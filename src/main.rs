use anyhow::Result;
use clap::Parser;
use echomon::{
    audio::{self, MicSource, Speaker},
    config::{AppConfig, ConfigStore},
    doctor::base_doctor_report,
    events::{CsvTriggerLog, NullTriggerLog, TriggerLog},
    telemetry::init_tracing,
    Service, SharedState,
};
use std::env;
use std::sync::atomic::AtomicBool;
use std::sync::Arc;

#[cfg(not(test))]
fn main() -> Result<()> {
    run_with_args(env::args_os())
}

#[cfg_attr(test, allow(dead_code))]
fn run_with_args<I, T>(args: I) -> Result<()>
where
    I: IntoIterator<Item = T>,
    T: Into<std::ffi::OsString> + Clone,
{
    let config = AppConfig::parse_from(args);
    if config.doctor {
        let report = base_doctor_report(&config);
        println!("{}", report.render());
        return Ok(());
    }

    if config.list_devices {
        let output = list_devices()?;
        print!("{output}");
        return Ok(());
    }

    config.validate()?;
    init_tracing(&config);
    tracing::info!("starting echo monitor service");

    let store = Arc::new(ConfigStore::new(&config.config_path));
    let params = store.load()?;
    let state = Arc::new(SharedState::new(params));

    let input = Arc::new(MicSource::new(
        config.input_device.as_deref(),
        config.sample_rate,
    )?);
    tracing::info!("capturing from '{}'", input.device_name());
    let output = Arc::new(Speaker::new(
        config.output_device.as_deref(),
        config.sample_rate,
    )?);
    tracing::info!("playing through '{}'", output.device_name());

    let trigger_log: Arc<dyn TriggerLog> = match &config.trigger_log {
        Some(path) => Arc::new(CsvTriggerLog::new(path)),
        None => Arc::new(NullTriggerLog),
    };

    let service = Service::new(
        state,
        input,
        output,
        trigger_log,
        store,
        config.sample_rate,
    );

    // The shutdown flag exists for embedders and tests; the binary monitors
    // until the process is killed.
    let shutdown = Arc::new(AtomicBool::new(false));
    let monitor = service.spawn_monitor(shutdown);
    monitor
        .join()
        .map_err(|_| anyhow::anyhow!("capture loop panicked"))?;
    Ok(())
}

fn list_devices() -> Result<String> {
    let inputs = devices_from_env_or("ECHOMON_TEST_INPUTS", audio::input_device_names)?;
    let outputs = devices_from_env_or("ECHOMON_TEST_OUTPUTS", audio::output_device_names)?;

    let mut output = String::new();
    render_device_section(&mut output, "input", &inputs);
    render_device_section(&mut output, "output", &outputs);
    Ok(output)
}

fn devices_from_env_or(var: &str, detect: fn() -> Result<Vec<String>>) -> Result<Vec<String>> {
    if let Ok(raw) = env::var(var) {
        let trimmed = raw.trim();
        if trimmed.is_empty() {
            return Ok(Vec::new());
        }
        return Ok(trimmed
            .split(',')
            .map(|item| item.trim().to_string())
            .filter(|item| !item.is_empty())
            .collect());
    }
    detect()
}

fn render_device_section(output: &mut String, kind: &str, devices: &[String]) {
    if devices.is_empty() {
        output.push_str(&format!("No audio {kind} devices detected.\n"));
    } else {
        output.push_str(&format!("Available audio {kind} devices:\n"));
        for name in devices {
            output.push_str(&format!("  - {name}\n"));
        }
    }
}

##########

> [What the task asks]: Check each line above for the string "kind", then copy the ones that have it.

> [Worked solution]:
fn render_device_section(output: &mut String, kind: &str, devices: &[String]) {
        output.push_str(&format!("No audio {kind} devices detected.\n"));
        output.push_str(&format!("Available audio {kind} devices:\n"));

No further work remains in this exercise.